From the data below, retype exactly the lines starting with the one that contains "let mut infos = Vec::new();" and ending with the one that contains "is not inside", both included.

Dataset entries

- - -

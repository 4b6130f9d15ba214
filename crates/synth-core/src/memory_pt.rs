//! Byte-addressed shadow memory.
//!
//! Writes are kept as timestamped entries rather than bytes. A read resolves
//! the entries overlapping the window into fragments, newest write winning
//! byte by byte, and describes how to realign each fragment (`shift`) and
//! which of its bytes survive (`masker`).

use std::collections::BTreeMap;
use std::ops::Range;

use revm::primitives::U256;

use crate::data_pt::DataPt;
use crate::error::{Result, SynthesisError};

#[derive(Debug, Clone, PartialEq, Eq)]
pub struct MemoryPtEntry {
  pub byte_offset: usize,
  pub byte_size: usize,
  pub data_pt: DataPt,
  pub timestamp: u64,
}

impl MemoryPtEntry {
  pub fn new(byte_offset: usize, byte_size: usize, data_pt: DataPt) -> Self {
    MemoryPtEntry {
      byte_offset,
      byte_size,
      data_pt,
      timestamp: 0,
    }
  }

  pub fn end(&self) -> usize {
    self.byte_offset + self.byte_size
  }

  /// The value left-padded (or truncated from the left) to `byte_size` bytes.
  pub fn container_bytes(&self) -> Vec<u8> {
    let word = self.data_pt.value.to_be_bytes::<32>();
    if self.byte_size >= 32 {
      let mut out = vec![0u8; self.byte_size - 32];
      out.extend_from_slice(&word);
      out
    } else {
      word[32 - self.byte_size..].to_vec()
    }
  }
}

/// How one fragment contributes to a read window.
#[derive(Debug, Clone, PartialEq, Eq)]
pub struct DataAliasInfo {
  pub data_pt: DataPt,
  /// Bits to shift the fragment's value by to align it with the window end.
  /// Positive means shift left, negative shift right.
  pub shift: i64,
  /// One byte per window byte: `0xFF` where this fragment is authoritative.
  pub masker: Vec<u8>,
}

impl DataAliasInfo {
  /// The masker as a word, keeping its low 32 bytes.
  pub fn mask_word(&self) -> U256 {
    let tail = &self.masker[self.masker.len().saturating_sub(32)..];
    U256::from_be_slice(tail)
  }

  pub fn masker_hex(&self) -> String {
    let mut s = String::with_capacity(2 + self.masker.len() * 2);
    s.push_str("0x");
    for b in &self.masker {
      s.push_str(&format!("{b:02X}"));
    }
    s
  }
}

// ============================================================
// Byte ranges
// ============================================================

/// Sorted, disjoint half-open ranges.
#[derive(Debug, Clone, Default, PartialEq, Eq)]
struct ByteRanges(Vec<Range<usize>>);

impl ByteRanges {
  fn single(range: Range<usize>) -> Self {
    if range.is_empty() {
      ByteRanges(Vec::new())
    } else {
      ByteRanges(vec![range])
    }
  }

  fn is_empty(&self) -> bool {
    self.0.is_empty()
  }

  fn contains(&self, byte: usize) -> bool {
    self.0.iter().any(|r| r.contains(&byte))
  }

  fn subtract(&mut self, cut: &Range<usize>) {
    let mut out = Vec::with_capacity(self.0.len() + 1);
    for r in self.0.drain(..) {
      if cut.end <= r.start || cut.start >= r.end {
        out.push(r);
        continue;
      }
      if r.start < cut.start {
        out.push(r.start..cut.start);
      }
      if cut.end < r.end {
        out.push(cut.end..r.end);
      }
    }
    self.0 = out;
  }

  fn within(&self, window: &Range<usize>) -> bool {
    self.0.iter().all(|r| r.start >= window.start && r.end <= window.end)
  }
}

// ============================================================
// MemoryPt
// ============================================================

#[derive(Debug, Clone, Default)]
pub struct MemoryPt {
  store: BTreeMap<u64, MemoryPtEntry>,
  timestamp: u64,
}

impl MemoryPt {
  pub fn new() -> Self {
    Self::default()
  }

  /// Replays `entries` (oldest first) into a fresh memory.
  pub fn simulate(entries: &[MemoryPtEntry]) -> Self {
    let mut memory = MemoryPt::new();
    memory.write_batch(entries);
    memory
  }

  pub fn len(&self) -> usize {
    self.store.len()
  }

  pub fn is_empty(&self) -> bool {
    self.store.is_empty()
  }

  pub fn entries(&self) -> impl Iterator<Item = &MemoryPtEntry> {
    self.store.values()
  }

  /// Records `data_pt` as occupying `[offset, offset + size)` and returns the
  /// resulting view of that window.
  pub fn write(&mut self, offset: usize, size: usize, data_pt: DataPt) -> Vec<u8> {
    if size == 0 {
      return Vec::new();
    }
    let end = offset + size;
    self
      .store
      .retain(|_, e| !(e.byte_offset >= offset && e.end() <= end));
    let timestamp = self.timestamp;
    self.timestamp += 1;
    self.store.insert(
      timestamp,
      MemoryPtEntry {
        byte_offset: offset,
        byte_size: size,
        data_pt,
        timestamp,
      },
    );
    self.view_memory(offset, size)
  }

  pub fn write_batch(&mut self, entries: &[MemoryPtEntry]) {
    for entry in entries {
      self.write(entry.byte_offset, entry.byte_size, entry.data_pt.clone());
    }
  }

  /// Surviving fragments of `[offset, offset + size)`, oldest first.
  fn view_conflict(&self, offset: usize, size: usize) -> Vec<(u64, ByteRanges)> {
    let mut fragments: Vec<(u64, ByteRanges)> = Vec::new();
    if size == 0 {
      return fragments;
    }
    let end = offset + size;
    for (timestamp, entry) in &self.store {
      if entry.end() <= offset || entry.byte_offset >= end {
        continue;
      }
      let overlap = entry.byte_offset.max(offset)..entry.end().min(end);
      for (_, valid) in fragments.iter_mut() {
        valid.subtract(&overlap);
      }
      fragments.retain(|(_, valid)| !valid.is_empty());
      fragments.push((*timestamp, ByteRanges::single(overlap)));
    }
    fragments
  }

  /// Entries contributing to `[offset, offset + length)`, oldest first.
  pub fn read(&self, offset: usize, length: usize) -> Vec<MemoryPtEntry> {
    self
      .view_conflict(offset, length)
      .into_iter()
      .filter_map(|(ts, _)| self.store.get(&ts).cloned())
      .collect()
  }

  /// Realignment recipe for every fragment of `[offset, offset + size)`.
  pub fn get_data_alias(&self, offset: usize, size: usize) -> Result<Vec<DataAliasInfo>> {
    let window = offset..offset + size;
    let mut infos = Vec::new();
    for (timestamp, valid) in self.view_conflict(offset, size) {
      let Some(entry) = self.store.get(&timestamp) else {
        continue;
      };
      if !valid.within(&window) {
        return Err(SynthesisError::WireBookkeeping(format!(
          "fragment at {} is not inside the view [{}, {})",
          entry.byte_offset, window.start, window.end
        )));
      }
      let shift = (window.end as i64 - entry.end() as i64) * 8;
      let masker = window
        .clone()
        .map(|byte| if valid.contains(byte) { 0xFF } else { 0x00 })
        .collect();
      infos.push(DataAliasInfo {
        data_pt: entry.data_pt.clone(),
        shift,
        masker,
      });
    }
    Ok(infos)
  }

  /// Concrete bytes the shadow claims for `[offset, offset + length)`.
  /// Only used to cross-check against the interpreter's memory.
  pub fn view_memory(&self, offset: usize, length: usize) -> Vec<u8> {
    let mut out = vec![0u8; length];
    let window_end = offset + length;
    for entry in self.read(offset, length) {
      let bytes = entry.container_bytes();
      for (i, b) in bytes.iter().enumerate() {
        let addr = entry.byte_offset + i;
        if addr >= offset && addr < window_end {
          out[addr - offset] = *b;
        }
      }
    }
    out
  }
}
use std::sync::Arc;

use revm::{bytecode::opcode, primitives::Bytes};
use synth_core::subcircuit::{LibraryCapacity, SubcircuitLibrary};
use synth_core::validator::{ReferenceEvaluator, validate_instances, validate_permutation};
use synth_core::{SynthesizerConfig, synthesize_bytecode};
use tracing_subscriber::{EnvFilter, fmt};

/// Usage: `synth-revm-tests [OUT_DIR] [CONFIG_JSON]`
fn main() -> Result<(), String> {
  fmt()
    .with_env_filter(EnvFilter::try_from_default_env().unwrap_or_else(|_| "synth_core=info".into()))
    .init();

  let mut args = std::env::args().skip(1);
  let out_dir = args.next().unwrap_or_else(|| "synth-out".to_string());
  let config = match args.next() {
    Some(path) => SynthesizerConfig::from_json_file(path).map_err(|e| e.to_string())?,
    None => SynthesizerConfig::default(),
  };

  // returns 2 * 3 + 4 as one word
  let bytecode = Bytes::from(vec![
    opcode::PUSH1,
    0x02,
    opcode::PUSH1,
    0x03,
    opcode::MUL,
    opcode::PUSH1,
    0x04,
    opcode::ADD,
    opcode::PUSH1,
    0x00,
    opcode::MSTORE,
    opcode::PUSH1,
    0x20,
    opcode::PUSH1,
    0x00,
    opcode::RETURN,
  ]);

  let library = Arc::new(SubcircuitLibrary::standard(&LibraryCapacity::default()));
  let output = synthesize_bytecode(bytecode, &config, library).map_err(|e| e.to_string())?;
  let variables = validate_instances(&output, &ReferenceEvaluator).map_err(|e| e.to_string())?;
  validate_permutation(&output, &variables).map_err(|e| e.to_string())?;
  output.write_to(&out_dir).map_err(|e| e.to_string())?;

  println!(
    "synthesized {} placements with {} copy constraints into {out_dir}",
    output.placements.len(),
    output.permutation.len()
  );
  Ok(())
}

- - -

Result of the exercise ▸
    let mut infos = Vec::new();
    for (timestamp, valid) in self.view_conflict(offset, size) {
      let Some(entry) = self.store.get(&timestamp) else {
        continue;
      };
      if !valid.within(&window) {
        return Err(SynthesisError::WireBookkeeping(format!(
          "fragment at {} is not inside the view [{}, {})",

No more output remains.